Making this section of line fully step-free is going to be difficult.

It may be very much step-free now for Metropolitan Line trains, but look at this picture of a Piccadilly Line train at Rayners  Lane station.

This certainly won’t meet the spirit if not the law of the the Persons of Reduced Mobility regulations.

The Platform Edge Door Issue

This article in London Reconnections is entitled Upgrading the Piccadilly: Calling Time on Mind the Gap?. It is an article that is well worth reading.

This is said about the platform train interface.

On modern transport networks once a system is designed to be UTO-capable then a mandatory requirement almost always now follows – the network or line in question should have platform-edge doors at all stations, including the above ground ones.
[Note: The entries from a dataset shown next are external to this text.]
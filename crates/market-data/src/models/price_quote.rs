use std::collections::HashMap;

use serde::Serialize;
use serde_json::Value;

/// Prices keyed by provider identifier, then by lower-cased currency code.
///
/// Shaped like CoinGecko's `/simple/price` payload:
/// `{"bitcoin": {"usd": 50000.0}}`.
#[derive(Clone, Debug, Default, PartialEq, Serialize)]
#[serde(transparent)]
pub struct PriceQuote {
    prices: HashMap<String, HashMap<String, f64>>,
}

impl PriceQuote {
    pub fn new() -> Self {
        Self::default()
    }

    pub fn insert(&mut self, id: impl Into<String>, currency: &str, price: f64) {
        self.prices
            .entry(id.into())
            .or_default()
            .insert(currency.to_lowercase(), price);
    }

    /// Builder form of [`insert`](Self::insert).
    pub fn with_price(mut self, id: impl Into<String>, currency: &str, price: f64) -> Self {
        self.insert(id, currency, price);
        self
    }

    /// Whether the provider returned any entry for `id`.
    pub fn contains(&self, id: &str) -> bool {
        self.prices.contains_key(id)
    }

    pub fn price(&self, id: &str, currency: &str) -> Option<f64> {
        self.prices
            .get(id)
            .and_then(|by_currency| by_currency.get(&currency.to_lowercase()))
            .copied()
    }

    /// Validate a `{id: {currency: number}}` payload.
    ///
    /// Returns `None` when the payload is not an object. Entries that are not
    /// objects and prices that are not numbers are dropped, so a missing price
    /// reads the same as an absent one.
    pub fn from_json(value: &Value) -> Option<Self> {
        let object = value.as_object()?;
        let mut quote = Self::new();
        for (id, by_currency) in object {
            let Some(by_currency) = by_currency.as_object() else {
                continue;
            };
            let entry = quote.prices.entry(id.clone()).or_default();
            for (currency, price) in by_currency {
                if let Some(price) = price.as_f64() {
                    entry.insert(currency.to_lowercase(), price);
                }
            }
        }
        Some(quote)
    }
}
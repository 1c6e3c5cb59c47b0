use std::time::Duration;

use moka::future::Cache;

use super::CacheConfig;
use crate::models::CanonicalId;

/// Symbol → provider identifier mappings for one provider.
///
/// Keys are lower-cased symbols. Each provider owns its own instance since
/// identifiers are meaningless outside the provider that issued them.
#[derive(Clone)]
pub struct IdentifierCache {
    cache: Cache<String, CanonicalId>,
}

impl IdentifierCache {
    pub const DEFAULT_CONFIG: CacheConfig = CacheConfig::new(Duration::from_secs(3600), 10_000);

    /// Create an identifier cache with the default TTL (1h) and capacity (10000).
    pub fn new() -> Self {
        Self::with_config(Self::DEFAULT_CONFIG)
    }

    pub fn with_config(config: CacheConfig) -> Self {
        Self {
            cache: Cache::builder()
                .time_to_live(config.ttl)
                .max_capacity(config.capacity)
                .build(),
        }
    }

    pub async fn get(&self, symbol: &str) -> Option<CanonicalId> {
        self.cache.get(&symbol.to_lowercase()).await
    }

    pub async fn insert(&self, symbol: &str, id: CanonicalId) {
        self.cache.insert(symbol.to_lowercase(), id).await;
    }

    pub fn invalidate_all(&self) {
        self.cache.invalidate_all();
    }
}

impl Default for IdentifierCache {
    fn default() -> Self {
        Self::new()
    }
}
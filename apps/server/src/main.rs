use coinbridge_server::{api::app_router, build_state, config::Config, init_tracing};

#[tokio::main]
async fn main() -> anyhow::Result<()> {
    let config = Config::from_env()?;
    init_tracing();
    let state = build_state(&config)?;

    let router = app_router(state, &config);
    tracing::info!("Listening on {}", config.listen_addr);
    let listener = tokio::net::TcpListener::bind(config.listen_addr).await?;
    axum::serve(listener, router).await?;
    Ok(())
}
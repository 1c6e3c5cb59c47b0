use axum::{
    http::StatusCode,
    response::{IntoResponse, Response},
    Json,
};
use coinbridge_market_data::{ErrorCategory, MarketDataError};
use serde::Serialize;
use thiserror::Error;

#[derive(Error, Debug)]
pub enum ApiError {
    #[error("{0}")]
    Market(#[from] MarketDataError),
    #[error("{0}")]
    BadRequest(String),
}

#[derive(Serialize)]
struct ErrorBody {
    code: u16,
    message: String,
}

impl ApiError {
    fn status(&self) -> StatusCode {
        match self {
            ApiError::Market(e) => match e.category() {
                ErrorCategory::InvalidRequest | ErrorCategory::UnsupportedPairKind => {
                    StatusCode::BAD_REQUEST
                }
                ErrorCategory::IdentifierNotFound => StatusCode::NOT_FOUND,
                ErrorCategory::ProviderUnavailable
                | ErrorCategory::MissingPriceData
                | ErrorCategory::AllProvidersExhausted => StatusCode::BAD_GATEWAY,
            },
            ApiError::BadRequest(_) => StatusCode::BAD_REQUEST,
        }
    }
}

impl IntoResponse for ApiError {
    fn into_response(self) -> Response {
        let status = self.status();
        if status.is_server_error() {
            tracing::warn!("Request failed with {}: {}", status, self);
        }
        let body = Json(ErrorBody {
            code: status.as_u16(),
            message: self.to_string(),
        });
        (status, body).into_response()
    }
}

pub type ApiResult<T> = Result<T, ApiError>;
Furthermore platform levels must be aligned with the floor level of the trains.

UTO means Unattended Train Operation.

I put London Reconnections on my list of trusted sites like The BBC, The Guardian, The Financial Times and several railway web sites, so I would rate this interpretation correct.

The new Piccadilly Line trains will certainly be built to be UTO-capable, as on past form, they will be built to last at least forty years. Could we guarantee that UTO won’t come in during their lifetime?

Note that  one of the regulations associated with trains being UTO-capable, is that platform and train floors must be aligned.

This is not only good for passengers, including those in wheelchairs and buggies, and those overloaded with shopping, but it’s also good for train companies, as dwell times at stations can generally be reduced and staff don’t have to deal with cumbersome wheelchair ramps.

But, I think that these regulations mean that it is very difficult for two types of train to share the same platform.

This principle was probably obvious to the engineer, who designed the platforms at Stratford station in the 1930s, where main line services are on one side and the Central Line is on the other.

The principle certainly seems to be involved in the design of the tram-train interchange platforms at Rotherham Central station.

Lower level extensions are being built at the Sheffield (far) ends of the platforms, so passengers changing, will just walk along the platform.

  • The longer high-level section will be able to handle the longest train likely to call, which will probably be about eight-cars.
  • The shorter low-level section will be able to handle the longest tram likely to call, which will probably be a forty metre Class 399 tram-train.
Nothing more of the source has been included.